Jennifer Molson had severe multiple sclerosis until a stem-cell therapy triggered a recovery, and she now works at the Ottawa hospital where she was treated. Credit: Tony Fouhse

When neurologist Mark Freedman and haematologist Harry Atkins started planning a radical multiple sclerosis (MS) experiment in 1999, they set the wheels in motion for a spectacular failure. They learned nothing about how MS develops — but still achieved something remarkable.

The two doctors at the University of Ottawa in Canada wanted to reset a patient's immune system in much the same way that you reboot a computer, hoping to watch the autoimmunity redevelop and thereby pinpoint the elusive origins of MS. The restart button was dangerous: a concoction of potentially fatal toxins that would destroy the aberrant immune cells that drive the neurodegenerative disease, followed by a transplantation of the patient's own haematopoietic stem cells (which give rise to blood cells) to protect against subsequent infection. The researchers hoped that done cautiously, this extreme approach, called autologous haematopoietic stem-cell transplantation (aHSCT), might also buy their patients a little extra time.

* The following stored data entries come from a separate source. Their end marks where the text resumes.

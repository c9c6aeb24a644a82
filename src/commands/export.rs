use crate::api::{self, Ledger};
use crate::args::ExportArgs;
use crate::commands::{fetch, query, Out};
use crate::error::{ErrorType, IntoResult};
use crate::export::{file_name, ExportDepth, ExportFormat, Report};
use crate::tree::shape;
use crate::{utils, Config, Result};
use anyhow::Context;
use serde::Serialize;
use std::path::PathBuf;
use tracing::debug;

/// What an export wrote.
#[derive(Debug, Clone, Serialize)]
#[serde(rename_all = "camelCase")]
pub struct Exported {
    pub path: PathBuf,
    pub format: ExportFormat,
    pub depth: ExportDepth,
    pub rows: usize,
}

/// Fetches a project's data, shapes it with the months, search and sort from `args`, and writes
/// the whole tree down to `--depth` as CSV, PDF or xlsx.
pub async fn export(config: Config, args: ExportArgs) -> Result<Out<Exported>> {
    let mut ledger = api::ledger(&config, args.view().file()).pub_result(ErrorType::Config)?;
    export_with(ledger.as_mut(), &config, &args).await
}

pub(super) async fn export_with(
    ledger: &mut (dyn Ledger + Send),
    config: &Config,
    args: &ExportArgs,
) -> Result<Out<Exported>> {
    let view = args.view();
    let query = query(view, config)?;
    let data = fetch(ledger, view.project()).await?;
    let tree = shape(&data, &query);

    let report = Report::new(view.project(), args.name(), &tree, args.depth());
    let path = match args.output() {
        Some(p) => p.to_path_buf(),
        None => config
            .exports_dir()
            .join(file_name(view.project(), args.depth(), args.format())),
    };
    debug!(
        "Exporting {} rows of project {} to {}",
        report.rows.len(),
        view.project(),
        path.display()
    );

    let bytes = report
        .render(args.format())
        .with_context(|| format!("Unable to render the {} export", args.format()))
        .pub_result(ErrorType::Export)?;
    utils::write_creating_parent(&path, bytes)
        .await
        .pub_result(ErrorType::Export)?;

    let exported = Exported {
        path,
        format: args.format(),
        depth: args.depth(),
        rows: report.rows.len(),
    };
    Ok(Out::new(
        format!(
            "Exported {} rows ({}) to {}",
            exported.rows,
            exported.depth.label(),
            exported.path.display()
        ),
        exported,
    ))
}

Freedman and Atkins have yet to see how immune cells turn against the central nervous system in MS. “We failed, miserably,” says Freedman, with a smile. Instead the pair had stumbled across something much more useful: a powerful treatment for the disease. Earlier this year they reported that of the 24 patients who have received aHSCT at the Ottawa Hospital, 23 have not relapsed1.

“We took patients who were really going downhill fast, and we stopped the disease dead in its tracks,” says Freedman. The responses are durable too, having lasted more than 14 years in some patients. Most of the patients stopped getting sicker, but half a dozen have made remarkable neurological recoveries.

Other hospitals have reported similar success using aHSCT to treat MS. A recent meta-analysis of 15 studies since 1995, involving 764 patients, found that 67% of aHSCT recipients had no evidence of disease activity 5 years after treatment2.

Part of  Nature Outlook: Multiple Sclerosis

Even so, many neurologists have reservations about the high-risk treatment, which haematologists initially developed as a last resort to treat blood cancers. And trials of aHSCT in MS have all been small and uncontrolled, prompting some neurologists to argue that it is premature to embrace the results.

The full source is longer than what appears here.